Related
This question already has answers here:
Change file's numbers Bash
(2 answers)
Closed 2 years ago.
I need to implement a script (duplq.sh) that would rename all the text files existing in the current directory using the command line arguments. So if the command duplq.sh pic 0 3 was executed, it would do the following transformation:
pic0.txt will have to be renamed pic3.txt
pic1.txt to pic4.txt
pic2.txt to pic5.txt
pic3.txt to pic6.txt
etc…
So the first argument is always the name of a file the second and the third always a positive digit.
I also need to make sure that when I execute my script, the first renaming (pic0.txt to pic3.txt), does not erase the existing pic3.txt file in the current directory.
Here's what i did so far :
#!/bin/bash
name="$1"
i="$2"
j="$3"
for file in $name*
do
echo $file
find /var/log -name 'name[$i]' | sed -e 's/$i/$j/g'
i=$(($i+1))
j=$(($j+1))
done
But the find command does not seem to work. Do you have other solutions ?
The problem you're trying to solve is actually somewhat tricky, and I don't think you've fully thought it through. For instance, what's the difference between duplq.sh pic 0 3 and duplq.sh pic 2 5 -- it looks like both should just add 3 to the number, or would the second skip "pic0.txt" and "pic1.txt"? What effect would either one have on files named "pic", "pic.txt", "picture.txt", "picture2.txt", "pic2-2.txt", or "pic999.txt".
There are also a bunch of basic mistakes in the script you have so far:
You should (almost) always put variable references in double-qotes, to avoid unexpected word-splitting and wildcard expansion. So, for example, use echo "$file" instead of echo $file. In for file in $name*, you should put double-quotes around the variable but not the *, because you want that to be treated as a wildcard. Hence, the correct version is for file in "$name"*
Don't put variable references in single-quotes, they aren't expanded there. So in the find and sed commands, you aren't passing the variables' values, you're passing literal dollar signs followed by letters. Again, use double-quotes. Also, you don't have a "$" before "name", so it won't be treated as a variable even in double-quotes.
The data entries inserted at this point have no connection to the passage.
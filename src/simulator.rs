//! 模拟器核心：组合状态机、丢包判定、事件记录器和运行归档。
//! The simulation core: composes the state machine, the loss oracle, the
//! event recorder and the run archive.
//!
//! A [`Simulator`] exclusively owns the network state, the live time series
//! and the event log. The three are only ever mutated together, through
//! [`Simulator::step`], [`Simulator::set_algorithm`] or [`Simulator::reset`],
//! so a reader holding `&Simulator` never sees a half-applied round.

use crate::{
    archive::{self, AlgorithmRun, ChartDataPoint, CwndSummary, OverlayPoint, RunArchive},
    config::{Config, SimulationParameters},
    congestion::{Algorithm, CongestionMachine, NetworkState},
    error::Result,
    event::{EventLog, SimulationEvent},
    loss::{LossOracle, RandomLoss},
};
use std::sync::Arc;
use tracing::debug;

/// What a single call to [`Simulator::step`] did.
///
/// 单次推进回合的结果。
#[derive(Debug, Clone)]
pub struct RoundReport {
    /// Rounds completed after this one.
    pub round: u64,
    pub lost: bool,
    pub state: NetworkState,
    pub point: ChartDataPoint,
    pub events: Vec<SimulationEvent>,
}

/// A read-only copy of everything an external consumer displays.
///
/// Only the live series is copied in full. The events are the display tail
/// and the archived runs are shared with the simulator.
///
/// 外部使用者展示所需的全部内容的只读副本。
#[derive(Debug, Clone)]
pub struct SimulationSnapshot {
    pub algorithm: Algorithm,
    pub parameters: SimulationParameters,
    pub round: u64,
    pub running: bool,
    pub state: NetworkState,
    pub series: Vec<ChartDataPoint>,
    /// The last `display_limit` events, oldest first.
    pub events: Vec<SimulationEvent>,
    pub runs: Arc<[AlgorithmRun]>,
}

/// The round-stepping simulator.
#[derive(Debug)]
pub struct Simulator<L: LossOracle = RandomLoss> {
    config: Config,
    algorithm: Algorithm,
    machine: CongestionMachine,
    round: u64,
    series: Vec<ChartDataPoint>,
    events: EventLog,
    archive: RunArchive,
    oracle: L,
}

impl Simulator<RandomLoss> {
    /// Creates a simulator drawing losses from an entropy-seeded source.
    pub fn new(config: Config) -> Result<Self> {
        Self::with_oracle(config, RandomLoss::from_entropy())
    }
}

impl<L: LossOracle> Simulator<L> {
    /// Creates a simulator drawing losses from `oracle`. Fails if the window
    /// bounds are inconsistent or the parameters are out of range.
    ///
    /// 使用 `oracle` 创建模拟器。窗口边界不一致或参数超出范围时失败。
    pub fn with_oracle(config: Config, oracle: L) -> Result<Self> {
        config.validate()?;
        let machine = CongestionMachine::new(&config.parameters, config.window.clone());
        Ok(Self {
            config,
            algorithm: Algorithm::default(),
            machine,
            round: 0,
            series: Vec::new(),
            events: EventLog::new(),
            archive: RunArchive::new(),
            oracle,
        })
    }

    /// Advances the simulation by one round.
    ///
    /// The state update, the event appends and the time series append of the
    /// round all happen inside this call.
    ///
    /// 推进一个回合。状态更新、事件追加和时间序列追加都在此调用内完成。
    pub fn step(&mut self) -> RoundReport {
        let lost = self.oracle.is_lost(self.config.parameters.packet_loss_rate);
        let decision = self.machine.step(self.algorithm, lost, self.round);

        self.events.extend(decision.events.iter().cloned());
        self.round += 1;

        let state = self.machine.state();
        let point = ChartDataPoint {
            time: self.round,
            cwnd: (state.cwnd * 10.0).round() / 10.0,
            ssthresh: state.ssthresh,
        };
        self.series.push(point);

        RoundReport {
            round: self.round,
            lost,
            state: state.clone(),
            point,
            events: decision.events,
        }
    }

    /// Selects the active algorithm. A change archives the live run under the
    /// previous algorithm and starts a fresh one. Returns whether it changed.
    ///
    /// 选择当前算法。变化时将实时运行归档到之前的算法下并开始新的运行。
    pub fn set_algorithm(&mut self, algorithm: Algorithm) -> bool {
        if algorithm == self.algorithm {
            return false;
        }
        let previous = self.algorithm;
        self.algorithm = algorithm;
        self.archive_and_reset(previous);
        true
    }

    /// Archives the live series as a run of `previous` (when it has points)
    /// and resets the round counter, series, event log and network state.
    /// The archive itself is kept.
    pub fn archive_and_reset(&mut self, previous: Algorithm) {
        let data = std::mem::take(&mut self.series);
        self.archive.archive(previous, data);
        self.clear_live();
        debug!(%previous, next = %self.algorithm, runs = self.archive.len(), "Archived run and reset");
    }

    /// Full reset: everything [`archive_and_reset`](Self::archive_and_reset)
    /// clears, plus the whole archive.
    pub fn reset(&mut self) {
        self.archive.clear();
        self.clear_live();
        debug!("Simulator reset");
    }

    fn clear_live(&mut self) {
        self.round = 0;
        self.series.clear();
        self.events.clear();
        self.machine.reset(&self.config.parameters);
    }

    /// Replaces the parameters after validating them. The loss rate applies
    /// from the next round; the initial window and threshold apply at the
    /// next reset or algorithm switch.
    pub fn set_parameters(&mut self, parameters: SimulationParameters) -> Result<()> {
        parameters.validate(&self.config.window)?;
        debug!(?parameters, "Parameters updated");
        self.config.parameters = parameters;
        Ok(())
    }

    pub fn parameters(&self) -> &SimulationParameters {
        &self.config.parameters
    }

    pub fn config(&self) -> &Config {
        &self.config
    }

    pub fn algorithm(&self) -> Algorithm {
        self.algorithm
    }

    /// Rounds completed in the live run.
    pub fn round(&self) -> u64 {
        self.round
    }

    pub fn state(&self) -> &NetworkState {
        self.machine.state()
    }

    pub fn series(&self) -> &[ChartDataPoint] {
        &self.series
    }

    pub fn events(&self) -> &[SimulationEvent] {
        self.events.events()
    }

    /// The display tail of the event log.
    pub fn recent_events(&self) -> &[SimulationEvent] {
        self.events.recent(self.config.events.display_limit)
    }

    pub fn runs(&self) -> &[AlgorithmRun] {
        self.archive.runs()
    }

    /// The legend label of the live series: the full algorithm name with the
    /// same ordinal the run will get once archived (`Slow Start`,
    /// `Slow Start2`, ...). Archived runs use the short label instead.
    pub fn live_label(&self) -> String {
        self.archive
            .ordinal_label(self.algorithm, self.algorithm.display_name())
    }

    pub fn summary(&self) -> CwndSummary {
        archive::summarize(&self.series, self.archive.runs())
    }

    pub fn overlay(&self) -> Vec<OverlayPoint> {
        archive::overlay(self.archive.runs(), &self.series)
    }

    pub fn snapshot(&self) -> SimulationSnapshot {
        SimulationSnapshot {
            algorithm: self.algorithm,
            parameters: self.config.parameters.clone(),
            round: self.round,
            running: false,
            state: self.machine.state().clone(),
            series: self.series.clone(),
            events: self.recent_events().to_vec(),
            runs: self.archive.shared(),
        }
    }
}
But the find and sed commands don't do what you want anyway. Consider find /var/log -name "name[1]" -- that looks for files named "name1", not "name1" + some extension. And it looks in the current directory and all subdirectories, which I'm pretty sure you don't want. And the "1" ("$i") may not be the number in the current filename. Suppose there are files named "pic0.jpg", "pic0.png", and "pic0.txt" -- on the first iteration, the loop might find all three with a pattern like "pic0*", then on the second and third iterations try to find "pic1*" and "pic2*, which don't exist. On the other hand, suppose there are files named "pic0.txt", "pic5.txt", and "pic8.txt" -- again, it might look for "pic0*" (ok), then "pic1*" (not found), and then "pic2*" (ditto).
Also, if you get to multi-digit numbers, the pattern "name[10]" will match "file0" and "file1", but not "file10". I don't know why you added the brackets there, but they don't do anything you'd want.
You already have the files being listed one at a time in the $file variable, searching again with different criteria just adds confusion.
Also, at no point in the script do you actually rename anything. The find | sed line will (if it works) print the new name for the file, but not actually rename it.
BTW, when you do use the mv command, use either mv -n or mv -i to keep it from silently and irretrievably overwriting files if/when a name conflict occurs.
To prevent overwriting when incrementing file numbers, you need to do the renames in reverse numeric order (i.e. rename "pic3.txt" to "pic6.txt" before renaming "pic0.txt" to "pic3.txt"). This is especially tricky because if you just sort filenames in reverse alphabetic order, you'll get "pic7.txt" before "pic10.txt". But you can't do a numeric sort without removing the "pic" and ".txt" parts first.
IMO this is actually the trickiest problem to be solved in order to get this script to work right. It might be simplest to specify the largest index number as one of the arguments, and have it start there and count down to 0 (looping over numbers rather than files), and then for each number iterate over matching files (e.g. "pic0.jpg", "pic0.png", and "pic0.txt").
So I assume that 0 3 is just a measurement for the difference of old num and new num and equivalent to 1 4 or 100 103.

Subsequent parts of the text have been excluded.